▶ [EXERCISE INSTRUCTIONS]: Where does the string "PathBuf" occur in the entries below? Copy every line where it does.

---------- LISTED ENTRIES ----------

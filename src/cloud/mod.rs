//! Cloud IaC extraction.
//!
//! A provider probes for ambient credentials and, when it finds some, runs
//! the IaC extraction tool once against the account they belong to. The
//! exported files land in a fresh temporary directory handed to the caller.

pub mod providers;
pub mod tool;

use std::fs;
use std::path::{Path, PathBuf};
use tracing::{debug, info, warn};

use crate::config::CloudConfig;
pub use providers::{CloudProfile, ProfileProvider};
pub use tool::{ContainerIacTool, CredentialMount, IacExtractionTool, IacInvocation, ToolOutcome};

/// Environment variable naming the provider for the extraction tool.
pub const PROVIDER_ENV: &str = "CLOUD_PROVIDER";

/// Credentials located for one provider. Never persisted.
#[derive(Debug, Clone, PartialEq, Eq)]
pub struct CredentialBundle {
    pub provider: String,
    pub mounts: Vec<CredentialMount>,
    /// Provider-specific environment on top of [`PROVIDER_ENV`].
    pub env: Vec<(String, String)>,
}

impl CredentialBundle {
    pub fn new(provider: impl Into<String>) -> Self {
        Self {
            provider: provider.into(),
            mounts: Vec::new(),
            env: Vec::new(),
        }
    }

    pub fn with_mount(mut self, mount: CredentialMount) -> Self {
        self.mounts.push(mount);
        self
    }

    pub fn with_env(mut self, key: impl Into<String>, value: impl Into<String>) -> Self {
        self.env.push((key.into(), value.into()));
        self
    }
}

/// Exports a cloud account as infrastructure-as-code.
pub trait CloudProvider: Send + Sync {
    fn get_cloud_provider_name(&self) -> &str;

    /// Locate credentials. An existing `credentials_file` wins over the
    /// provider's conventional directory; only existence is checked.
    fn extract_credentials(&self, credentials_file: Option<&Path>) -> Option<CredentialBundle>;

    /// Run the configured extraction tool for this provider's account.
    fn extract_iac_files_for_account(
        &self,
        config: &CloudConfig,
        credentials_file: Option<&Path>,
    ) -> Option<PathBuf> {
        let tool = ContainerIacTool::new(config.tool.clone());
        extract_with_tool(self, &tool, &config.tool.destination_format, credentials_file)
    }
}

/// Extract IaC for `provider` through `tool`.
///
/// The tool is not invoked when no credentials are found. Returns the
/// output directory only when the tool succeeded and wrote something.
pub fn extract_with_tool<P>(
    provider: &P,
    tool: &dyn IacExtractionTool,
    destination_format: &str,
    credentials_file: Option<&Path>,
) -> Option<PathBuf>
where
    P: CloudProvider + ?Sized,
{
    let name = provider.get_cloud_provider_name();
    let Some(credentials) = provider.extract_credentials(credentials_file) else {
        debug!(provider = name, "No credentials, skipping IaC extraction");
        return None;
    };

    let output = match tempfile::Builder::new()
        .prefix(&format!("posture-audit-iac-{name}-"))
        .tempdir()
    {
        Ok(dir) => dir,
        Err(e) => {
            warn!(provider = name, error = %e, "Cannot create IaC output directory");
            return None;
        }
    };

    let mut env = vec![(PROVIDER_ENV.to_string(), name.to_string())];
    env.extend(credentials.env);
    let invocation = IacInvocation {
        source_provider: name.to_string(),
        destination_format: destination_format.to_string(),
        output_dir: output.path().to_path_buf(),
        env,
        mounts: credentials.mounts,
    };

    match tool.run(&invocation) {
        Ok(outcome) if outcome.success() => {}
        Ok(outcome) => {
            warn!(provider = name, exit_code = ?outcome.exit_code, stderr = %outcome.stderr, "IaC extraction failed");
            return None;
        }
        Err(e) => {
            warn!(provider = name, error = %e, "IaC extraction tool could not be started");
            return None;
        }
    }

    let produced = fs::read_dir(output.path())
        .map(|mut entries| entries.next().is_some())
        .unwrap_or(false);
    if !produced {
        warn!(provider = name, "IaC extraction produced no files");
        return None;
    }

    let dir = output.keep();
    info!(provider = name, dir = %dir.display(), "Extracted IaC files");
    Some(dir)
}

fn aws() -> Box<dyn CloudProvider> {
    Box::new(ProfileProvider::new(&providers::AWS))
}

fn gcp() -> Box<dyn CloudProvider> {
    Box::new(ProfileProvider::new(&providers::GCP))
}

fn azure() -> Box<dyn CloudProvider> {
    Box::new(ProfileProvider::new(&providers::AZURE))
}

/// Constructors of every built-in cloud provider.
pub static BUILTIN_PROVIDERS: &[fn() -> Box<dyn CloudProvider>] = &[aws, gcp, azure];

#[cfg(test)]
mod tests {
    use super::*;
    use crate::error::ToolError;
    use std::cell::RefCell;
    use tempfile::TempDir;

    /// Records invocations and optionally writes a file into the output dir.
    struct FakeTool {
        calls: RefCell<Vec<IacInvocation>>,
        exit_code: Option<i32>,
        writes: bool,
    }

    impl FakeTool {
        fn new(exit_code: Option<i32>, writes: bool) -> Self {
            Self {
                calls: RefCell::new(Vec::new()),
                exit_code,
                writes,
            }
        }
    }

    impl IacExtractionTool for FakeTool {
        fn run(&self, invocation: &IacInvocation) -> Result<ToolOutcome, ToolError> {
            self.calls.borrow_mut().push(invocation.clone());
            if self.writes {
                fs::write(invocation.output_dir.join("main.tf"), "resource {}").unwrap();
            }
            Ok(ToolOutcome {
                exit_code: self.exit_code,
                stderr: String::new(),
            })
        }
    }

    struct BrokenTool;

    impl IacExtractionTool for BrokenTool {
        fn run(&self, _invocation: &IacInvocation) -> Result<ToolOutcome, ToolError> {
            Err(ToolError::NotFound {
                program: "docker".to_string(),
            })
        }
    }

    fn provider_with_credentials() -> (TempDir, ProfileProvider) {
        let home = TempDir::new().unwrap();
        fs::create_dir_all(home.path().join(".aws")).unwrap();
        let provider = ProfileProvider::new(&providers::AWS).with_home(home.path());
        (home, provider)
    }

    #[test]
    fn test_no_credentials_never_invokes_tool() {
        let home = TempDir::new().unwrap();
        let provider = ProfileProvider::new(&providers::AWS).with_home(home.path());
        let tool = FakeTool::new(Some(0), true);

        assert!(extract_with_tool(&provider, &tool, "terraform", None).is_none());
        assert!(tool.calls.borrow().is_empty());
    }

    #[test]
    fn test_successful_extraction() {
        let (home, provider) = provider_with_credentials();
        let tool = FakeTool::new(Some(0), true);

        let dir = extract_with_tool(&provider, &tool, "terraform", None).unwrap();
        assert!(dir.join("main.tf").is_file());

        let calls = tool.calls.borrow();
        assert_eq!(calls.len(), 1);
        assert_eq!(calls[0].source_provider, "aws");
        assert_eq!(calls[0].destination_format, "terraform");
        assert!(calls[0]
            .env
            .contains(&(PROVIDER_ENV.to_string(), "aws".to_string())));
        assert_eq!(calls[0].mounts[0].host, home.path().join(".aws"));
        fs::remove_dir_all(dir).unwrap();
    }

    #[test]
    fn test_failed_tool_yields_none() {
        let (_home, provider) = provider_with_credentials();
        let tool = FakeTool::new(Some(1), true);

        assert!(extract_with_tool(&provider, &tool, "terraform", None).is_none());
        // The output directory is removed again
        let output = tool.calls.borrow()[0].output_dir.clone();
        assert!(!output.exists());
    }

    #[test]
    fn test_empty_output_yields_none() {
        let (_home, provider) = provider_with_credentials();
        let tool = FakeTool::new(Some(0), false);
        assert!(extract_with_tool(&provider, &tool, "terraform", None).is_none());
    }

    #[test]
    fn test_spawn_failure_yields_none() {
        let (_home, provider) = provider_with_credentials();
        assert!(extract_with_tool(&provider, &BrokenTool, "terraform", None).is_none());
    }

    #[test]
    fn test_builtin_provider_names() {
        let names: Vec<String> = BUILTIN_PROVIDERS
            .iter()
            .map(|ctor| ctor().get_cloud_provider_name().to_string())
            .collect();
        assert_eq!(names, vec!["aws", "gcp", "azure"]);
    }
}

----------

▶ [SOLUTION TO THE PROBLEM]:
use std::path::{Path, PathBuf};
    ) -> Option<PathBuf> {
) -> Option<PathBuf>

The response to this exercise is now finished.